Laboratoire de biochimie (Bicêtre)

Laboratoire de biochimie (Bicêtre)

Le laboratoire de Biochimie de Bicêtre a une activité spécialisée centrée sur le diagnostic biochimique et moléculaire des maladies héréditaires du métabolisme énergétique avec atteinte hépatique et/ou neuromusculaire.  Son approche va du phénotype (caractères observables d’un individu) au génotype (composition génétique d’un individu) : elle s’appuie sur des tests d’orientation spécifiques, des mesures d’activités enzymatiques sur des cellules ou des tissus et une confirmation du déficit par une analyse moléculaire du ou des gènes impliqués dans le déficit enzymatique.
La recherche directe de mutation a permis de  remplacer certains diagnostics enzymatiques invasifs (biopsies de foie pour le diagnostic des fructosémies congénitales), ou d’étudier la composante « transporteur » impliquée dans les cholestases héréditaires (gènes MDR3, FIC1, BSEP) peu abordable par une étude fonctionnelle in vitro. Un laboratoire de culture cellulaire vient compléter le secteur enzymologie et la plateforme de biologie moléculaire.
Le laboratoire est composé de biologistes médicaux (Audrey Bouton, Anne Davit Spraul, Abdel Slama, Pauline Gaignard et Elise Lebigot), 4 techniciens pour le secteur enzymologie, 3 techniciens pour les cultures cellulaires et 3 techniciens en biologie moléculaire.
Les pathologies concernées 
  • Anomalies mitochondriales : anomalies du carrefour du pyruvate, anomalies du cycle de Krebs, déficit de la chaine respiratoire, anomalies de la betaoxydation des acides gras.

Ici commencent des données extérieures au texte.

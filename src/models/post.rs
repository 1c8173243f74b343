use std::collections::HashSet;

use serde::{Deserialize, Serialize};
use uuid::Uuid;

#[derive(Debug, Clone, Serialize, Deserialize)]
pub struct Post {
    pub id: Uuid,
    pub text: String,
    pub sender: Uuid,
    pub likes: u64,
    /// Deduplication set: a user id appears here at most once, so `likes`
    /// always equals `liked_by.len()`.
    pub liked_by: HashSet<Uuid>,
    pub comments: Vec<Comment>,
    pub created_at: i64,
    /// Monotone insertion counter; feed listing order is insertion order.
    pub seq: u64,
}

/// Embedded in a [`Post`]; append-only and immutable once written.
#[derive(Debug, Clone, Serialize, Deserialize)]
pub struct Comment {
    pub user: Uuid,
    pub text: String,
    pub created_at: i64,
}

  • Anomalies du métabolisme des sucres : galactose, fructose et  glycogénoses hépatiques
  • Anomalies du métabolisme de la tyrosine : tyrosinémie de type I
  • Anomalies de transporteurs biliaires : cholestases héréditaires (PFIC, CNN, ICP, LPAC …)
Technologies utilisées
  • Polarographie, Spectrophotométrie, spectrofluorimétrie, LC-MSMS,
  • Western blot, utilisation de substrats radiomarqués  C14 et H3
  • Cultures cellulaires : fibroblastes, cellules fœtales
  • Séquençage Sanger, qPCR, NGS (séquençage nouvelle génération)
Publications
Davit-Spraul A, Fabre M, Branchereau S, Baussan C, Gonzales E, Stieger B, Bernard O, Jacquemin E  ATP8B1 and ABCB11 analysis in 62 children with normal GGT PFIC: phenotypic differences between PFIC1 and PFIC2 and natural history. Hepatology 2010;51:1645-1655
Gaignard P, Gonzales E, Ackermann O, Labrune P, Correia I, Therond P, Jacquemin E, Slama A.Mitochondrial Infantile Liver Disease due to TRMU Gene Mutations: Three New Cases.JIMD Rep. 2013;11:117-23.
Boutron A, Marabotti A, Facchiano A, Cheillan D, Zater M, Oliveira C, Costa C, Labrune P, Brivet M; French Galactosemia Working Group.Mutation spectrum in the French cohort of galactosemic patients and structural simulation of 27 novel missense variations. Mol Genet Metab. 2012 Nov;107(3):438-47.